Masterclass, dégustation professionnelle, séminaire œnologique comment nommer cette rencontre ? Elle était bien là, au cœur de Nantes, la trentaine de professionnels du commerce du vin : cavistes, agents, restaurateurs, managers de bar.

Certains avaient fait le déplacement du fond de la Loire-Atlantique ou de la Vendée. On connaît la conscience professionnelle des marchands de vins, mais on peut penser que le prestige de l’hôte, le restaurant étoilé Roza joua un rôle important.

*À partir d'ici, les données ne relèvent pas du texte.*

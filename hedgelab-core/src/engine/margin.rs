//! Margin controller: aggregate used-margin bookkeeping and admission.

/// Float residue below this is treated as fully released margin.
const MARGIN_EPSILON: f64 = 1e-9;

#[derive(Debug, Clone, Default)]
pub struct MarginController {
    used: f64,
}

impl MarginController {
    pub fn new() -> Self {
        Self::default()
    }

    pub fn used(&self) -> f64 {
        self.used
    }

    /// Margin a new position needs at `price`.
    pub fn required(price: f64, position_size: f64, contract_size: f64, leverage: f64) -> f64 {
        price * position_size * contract_size / leverage
    }

    /// Admission rule: used + required must stay within `balance * limit_fraction`.
    ///
    /// Evaluated against realized balance; floating pnl of open positions is
    /// deliberately excluded.
    pub fn admits(&self, required: f64, balance: f64, limit_fraction: f64) -> bool {
        self.used + required <= balance * limit_fraction
    }

    pub fn reserve(&mut self, amount: f64) {
        self.used += amount;
    }

    pub fn release(&mut self, amount: f64) {
        self.used -= amount;
        debug_assert!(
            self.used >= -MARGIN_EPSILON * amount.abs().max(1.0),
            "used margin went negative: {}",
            self.used
        );
        if self.used.abs() < MARGIN_EPSILON * amount.abs().max(1.0) {
            self.used = 0.0;
        }
    }
}
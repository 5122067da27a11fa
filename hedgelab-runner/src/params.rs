//! Best-params document: the tuned model name, indicator parameters and
//! model hyperparameters, persisted as pretty JSON.
//!
//! ```json
//! { "model_name": "nearest_centroid",
//!   "indicators": { "horizon": 20 },
//!   "model_params": { "temperature": 0.5 } }
//! ```

use std::collections::BTreeMap;
use std::fs;
use std::io;
use std::path::{Path, PathBuf};

use serde::de::DeserializeOwned;
use serde::{Deserialize, Serialize};
use serde_json::Value;
use thiserror::Error;

/// Name recorded for the built-in nearest-centroid classifier.
pub const DEFAULT_MODEL_NAME: &str = "nearest_centroid";

#[derive(Debug, Error)]
pub enum ParamsError {
    #[error("failed to access {path}: {source}")]
    Io {
        path: PathBuf,
        #[source]
        source: io::Error,
    },

    #[error("failed to parse {path}: {source}")]
    Parse {
        path: PathBuf,
        #[source]
        source: serde_json::Error,
    },

    #[error("invalid {section} parameters: {source}")]
    Section {
        section: &'static str,
        #[source]
        source: serde_json::Error,
    },
}

#[derive(Debug, Clone, PartialEq, Serialize, Deserialize)]
#[serde(default)]
pub struct BestParams {
    pub model_name: String,
    pub indicators: BTreeMap<String, Value>,
    pub model_params: BTreeMap<String, Value>,
}

impl Default for BestParams {
    fn default() -> Self {
        Self {
            model_name: DEFAULT_MODEL_NAME.to_string(),
            indicators: BTreeMap::new(),
            model_params: BTreeMap::new(),
        }
    }
}

impl BestParams {
    /// Load from `path`, falling back to defaults when the file does not exist.
    pub fn load_or_default(path: &Path) -> Result<Self, ParamsError> {
        let text = match fs::read_to_string(path) {
            Ok(text) => text,
            Err(e) if e.kind() == io::ErrorKind::NotFound => {
                tracing::warn!(path = %path.display(), "no optimised params found, using defaults");
                return Ok(Self::default());
            }
            Err(source) => {
                return Err(ParamsError::Io {
                    path: path.to_path_buf(),
                    source,
                })
            }
        };
        serde_json::from_str(&text).map_err(|source| ParamsError::Parse {
            path: path.to_path_buf(),
            source,
        })
    }

    /// Write as pretty JSON, creating parent directories as needed.
    pub fn save(&self, path: &Path) -> Result<(), ParamsError> {
        let io_err = |source| ParamsError::Io {
            path: path.to_path_buf(),
            source,
        };
        if let Some(parent) = path.parent() {
            if !parent.as_os_str().is_empty() {
                fs::create_dir_all(parent).map_err(io_err)?;
            }
        }
        let json = serde_json::to_string_pretty(self).map_err(|source| ParamsError::Parse {
            path: path.to_path_buf(),
            source,
        })?;
        fs::write(path, json).map_err(io_err)?;
        tracing::info!(path = %path.display(), "saved optimised params");
        Ok(())
    }

    /// Indicator section decoded into a typed struct.
    pub fn indicators_as<T: DeserializeOwned>(&self) -> Result<T, ParamsError> {
        section_as("indicators", &self.indicators)
    }

    /// Model section decoded into a typed struct.
    pub fn model_params_as<T: DeserializeOwned>(&self) -> Result<T, ParamsError> {
        section_as("model_params", &self.model_params)
    }
}

fn section_as<T: DeserializeOwned>(
    section: &'static str,
    values: &BTreeMap<String, Value>,
) -> Result<T, ParamsError> {
    let object: serde_json::Map<String, Value> =
        values.iter().map(|(k, v)| (k.clone(), v.clone())).collect();
    serde_json::from_value(Value::Object(object))
        .map_err(|source| ParamsError::Section { section, source })
}

#[cfg(test)]
mod tests {
    use super::*;
    use crate::labels::LabelSpec;
    use crate::model::NearestCentroidParams;
    use serde_json::json;

    #[test]
    fn missing_file_gives_defaults() {
        let dir = tempfile::tempdir().unwrap();
        let params = BestParams::load_or_default(&dir.path().join("absent.json")).unwrap();
        assert_eq!(params, BestParams::default());
        assert_eq!(params.model_name, "nearest_centroid");
    }

    #[test]
    fn save_then_load() {
        let dir = tempfile::tempdir().unwrap();
        let path = dir.path().join("nested").join("best_params.json");
        let mut params = BestParams::default();
        params.indicators.insert("horizon".into(), json!(12));
        params.model_params.insert("temperature".into(), json!(0.25));
        params.save(&path).unwrap();

        let loaded = BestParams::load_or_default(&path).unwrap();
        assert_eq!(loaded, params);
    }

    #[test]
    fn typed_sections_fill_defaults() {
        let mut params = BestParams::default();
        params.indicators.insert("horizon".into(), json!(12));
        params.model_params.insert("standardize".into(), json!(false));

        let labels: LabelSpec = params.indicators_as().unwrap();
        assert_eq!(labels.horizon, 12);
        assert_eq!(labels.tp_mult, 2.0);

        let model: NearestCentroidParams = params.model_params_as().unwrap();
        assert!(!model.standardize);
        assert_eq!(model.temperature, 1.0);
    }

    #[test]
    fn wrong_types_are_reported() {
        let mut params = BestParams::default();
        params.model_params.insert("temperature".into(), json!("hot"));
        let err = params.model_params_as::<NearestCentroidParams>().unwrap_err();
        assert!(matches!(
            err,
            ParamsError::Section {
                section: "model_params",
                ..
            }
        ));
    }

    #[test]
    fn malformed_file_is_parse_error() {
        let dir = tempfile::tempdir().unwrap();
        let path = dir.path().join("bad.json");
        fs::write(&path, "{ not json").unwrap();
        assert!(matches!(
            BestParams::load_or_default(&path),
            Err(ParamsError::Parse { .. })
        ));
    }
}
//! End-to-end simulator scenarios.

use chrono::{NaiveDate, NaiveDateTime};
use hedgelab_core::domain::{Bar, Direction, ExitReason, Signal};
use hedgelab_core::engine::{simulate, BarSimulator, SimulationConfig};

fn ts(i: usize) -> NaiveDateTime {
    NaiveDate::from_ymd_opt(2023, 6, 1)
        .unwrap()
        .and_hms_opt(0, 0, 0)
        .unwrap()
        + chrono::Duration::minutes(15 * i as i64)
}

/// Close rises by exactly 1 per bar, ATR fixed at 1, half-point wicks.
fn rising_bars(n: usize) -> Vec<Bar> {
    (0..n)
        .map(|i| {
            let close = 100.0 + i as f64;
            Bar {
                timestamp: ts(i),
                open: close - 0.5,
                high: close + 0.5,
                low: close - 0.5,
                close,
                atr: 1.0,
            }
        })
        .collect()
}

fn always(direction: Direction, n: usize) -> Vec<Signal> {
    vec![Signal::new(direction, 1.0); n]
}

fn roomy_config() -> SimulationConfig {
    SimulationConfig {
        sl_mult: 1.5,
        tp_mult: 2.5,
        initial_balance: 10_000.0,
        position_size: 1.0,
        conf_threshold: 0.5,
        vol_ratio_threshold: 0.0,
        contract_size: 1.0,
        leverage: 100.0,
        margin_limit: 1e9,
    }
}

#[test]
fn rising_market_with_constant_long_signal() {
    let n = 1000;
    let bars = rising_bars(n);
    let result = simulate(&bars, &always(Direction::Long, n), &roomy_config()).unwrap();

    // One position per bar 1..n, none rejected.
    assert_eq!(result.trades.len(), n - 1);
    assert_eq!(result.rejections.total(), 0);

    // Price only rises: every SL/TP exit is a take-profit, liquidations never lose.
    for trade in &result.trades {
        match trade.exit_reason {
            ExitReason::TakeProfit => {
                assert_eq!(trade.pnl, 2.5);
                assert_eq!(trade.holding_bars, 2);
            }
            ExitReason::EndOfData => assert!(trade.pnl >= 0.0),
            ExitReason::StopLoss => panic!("stop-loss hit in a rising market: {trade:?}"),
        }
    }
    let liquidated = result
        .trades
        .iter()
        .filter(|t| t.exit_reason == ExitReason::EndOfData)
        .count();
    assert_eq!(liquidated, 2);

    // One equity point per bar; flat until the first take-profit at bar 3,
    // then strictly increasing because one position closes on every bar.
    assert_eq!(result.equity_curve.len(), n);
    let balances: Vec<f64> = result.equity_curve.iter().map(|p| p.balance).collect();
    assert!(balances.windows(2).all(|w| w[1] >= w[0]));
    assert!(balances[2..].windows(2).all(|w| w[1] > w[0]));

    let losses = result.trades.iter().filter(|t| t.pnl < 0.0).count();
    assert_eq!(losses, 0);
}

#[test]
fn final_balance_equals_initial_plus_trade_pnl() {
    let n = 300;
    let bars: Vec<Bar> = (0..n)
        .map(|i| {
            let close = 100.0 + (i as f64 * 0.21).sin() * 6.0;
            Bar {
                timestamp: ts(i),
                open: close,
                high: close + 0.8,
                low: close - 0.8,
                close,
                atr: 1.1,
            }
        })
        .collect();
    let signals: Vec<Signal> = (0..n)
        .map(|i| match i % 3 {
            0 => Signal::new(Direction::Long, 0.9),
            1 => Signal::new(Direction::Short, 0.8),
            _ => Signal::new(Direction::Flat, 0.4),
        })
        .collect();

    let result = simulate(&bars, &signals, &roomy_config()).unwrap();
    let pnl: f64 = result.trades.iter().map(|t| t.pnl).sum();
    assert!((result.final_balance - (result.initial_balance + pnl)).abs() < 1e-6);
}

#[test]
fn equity_after_each_bar_matches_closed_trade_pnl() {
    let n = 120;
    let bars: Vec<Bar> = (0..n)
        .map(|i| {
            let close = 50.0 + (i as f64 * 0.4).cos() * 3.0;
            Bar {
                timestamp: ts(i),
                open: close,
                high: close + 0.6,
                low: close - 0.6,
                close,
                atr: 0.7,
            }
        })
        .collect();
    let signals = always(Direction::Short, n);
    let config = roomy_config();
    let result = simulate(&bars, &signals, &config).unwrap();

    for (i, point) in result.equity_curve.iter().enumerate() {
        let closed: f64 = result
            .trades
            .iter()
            .filter(|t| t.exit_reason != ExitReason::EndOfData && t.exit_index <= i)
            .map(|t| t.pnl)
            .sum();
        assert!(
            (point.balance - (config.initial_balance + closed)).abs() < 1e-6,
            "bar {i}: balance {} vs expected {}",
            point.balance,
            config.initial_balance + closed
        );
    }
}

#[test]
fn used_margin_tracks_open_positions_every_bar() {
    let n = 200;
    let bars: Vec<Bar> = (0..n)
        .map(|i| {
            let close = 20.0 + (i as f64 * 0.3).sin() * 2.0;
            Bar {
                timestamp: ts(i),
                open: close,
                high: close + 0.3,
                low: close - 0.3,
                close,
                atr: 0.4,
            }
        })
        .collect();
    let config = SimulationConfig {
        margin_limit: 0.01,
        leverage: 10.0,
        ..roomy_config()
    };

    let mut sim = BarSimulator::new(&config);
    sim.seed(&bars[0]);
    for (i, bar) in bars.iter().enumerate().skip(1) {
        let direction = if i % 2 == 0 {
            Direction::Long
        } else {
            Direction::Short
        };
        sim.step(i, bar, &Signal::new(direction, 1.0));

        let reserved: f64 = sim.open_positions().map(|p| p.margin).sum();
        assert!(sim.used_margin() >= 0.0);
        assert!((sim.used_margin() - reserved).abs() < 1e-9);
        assert!(sim.used_margin() <= sim.balance() * config.margin_limit + 1e-9);
    }
}

#[test]
fn tie_break_is_independent_of_ledger_order() {
    // Bars 1 and 2 open a long and a short; bar 3 spans both levels of both.
    let mut bars = rising_bars(4);
    for bar in bars.iter_mut().take(3) {
        bar.close = 100.0;
        bar.high = 100.1;
        bar.low = 99.9;
    }
    bars[3].close = 100.0;
    bars[3].high = 110.0;
    bars[3].low = 90.0;

    let config = roomy_config();
    let long_first = vec![
        Signal::flat(),
        Signal::new(Direction::Long, 1.0),
        Signal::new(Direction::Short, 1.0),
        Signal::flat(),
    ];
    let short_first = vec![
        Signal::flat(),
        Signal::new(Direction::Short, 1.0),
        Signal::new(Direction::Long, 1.0),
        Signal::flat(),
    ];

    for signals in [long_first, short_first] {
        let result = simulate(&bars, &signals, &config).unwrap();
        assert_eq!(result.trades.len(), 2);
        for trade in &result.trades {
            assert_eq!(trade.exit_reason, ExitReason::TakeProfit);
            assert_eq!(trade.pnl, 2.5);
        }
        assert_eq!(result.final_balance, config.initial_balance + 5.0);
    }
}

#[test]
fn low_volatility_and_confidence_filters() {
    let n = 10;
    let bars = rising_bars(n);
    let config = SimulationConfig {
        conf_threshold: 0.6,
        vol_ratio_threshold: 0.5,
        ..roomy_config()
    };
    let result = simulate(&bars, &always(Direction::Long, n), &config).unwrap();
    assert!(result.trades.is_empty());
    assert_eq!(result.rejections.low_volatility, n - 1);

    let weak: Vec<Signal> = vec![Signal::new(Direction::Long, 0.59); n];
    let result = simulate(&bars, &weak, &roomy_config().with_thresholds(0.6, 0.0)).unwrap();
    assert!(result.trades.is_empty());
    assert_eq!(result.rejections.low_confidence, n - 1);
}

Jean-François Pantaleon, le chef, a fait un retour remarqué à Nantes il y a quelques années en ouvrant son propre restaurant Roza, en clin d’œil aux prénoms de ses filles. Les Tables de Nantes le décrivent ainsi : « face au jardin du Muséum, dans sa très chic et cosy adresse place la Monnaie Jean-François Pantaleon (au parcours éblouissant et désormais étoilé) décroche avec style des assiettes gastronomiques jubilatoires… avec en prime un service attentionné et une excellente cave».

LE VIN JUSTEMENT

Qui nous invite aussi fastueusement ? Ce sont les Vignobles de la Vallée du Rhône, qui ont voulu nous démontrer – dégustation à l’appui- que leurs rosés, valaient bien et peut-être mieux que ceux du « géant » bien gênant d’à côté. Il n’y a pas que Nantes à bénéficier des faveurs des rosés rhodaniens. Clermont-Ferrand, Grenoble, Lille, Nancy, Nice, Toulouse et j’en passe,  toujours chez les étoilés, semble-t-il. Nous voulons entrer à la carte des restaurants, déclare à Vitisphère le représentant d’InterRhône.

La tâche sera rude pour les sommeliers car les rosés rhodaniens, aussi bons soient-ils, souffrent collectivement d’un manque d’identité.  Où sont-ils, qui sont-ils ? En France, la cartographie viticole ne correspond pas aux délimitations régionales ou historiques ce qui en avantage certains et en pénalise d’autres. En basse vallée du Rhône, vous êtes en Provence, sauf que vous n’êtes pas en Provence au sens administratif viticole. Un petit exemple pour éclairer le propos. Le Lubéron qui se veut le “trait d’union” entre la Vallée du Rhône et la Provence s’était attribué l’identité oenotouristique : Lubéron, cœur de Provence. L’INAO et le syndicat des vins de Provence ne l’ont pas entendu de cette oreille et sont allés en justice. Ambiance….

ON DIRAIT LE SUD

Une trentaine de vins rosés nous fut présentée en terrasse par le frenchie_sommelier wine doctor  Aurélien Massé. Merci, je ne souhaite goûter que les vins bio précise Hélène Fortanier, fondatrice de la Cave Nature à Pornic, il y a une vingtaine d’années. Ça tombe bien, dans la sélection des vins proposés, seulement six domaines n’étaient pas certifiés. Est-ce la proportion des vignobles de la basse vallée du Rhône ?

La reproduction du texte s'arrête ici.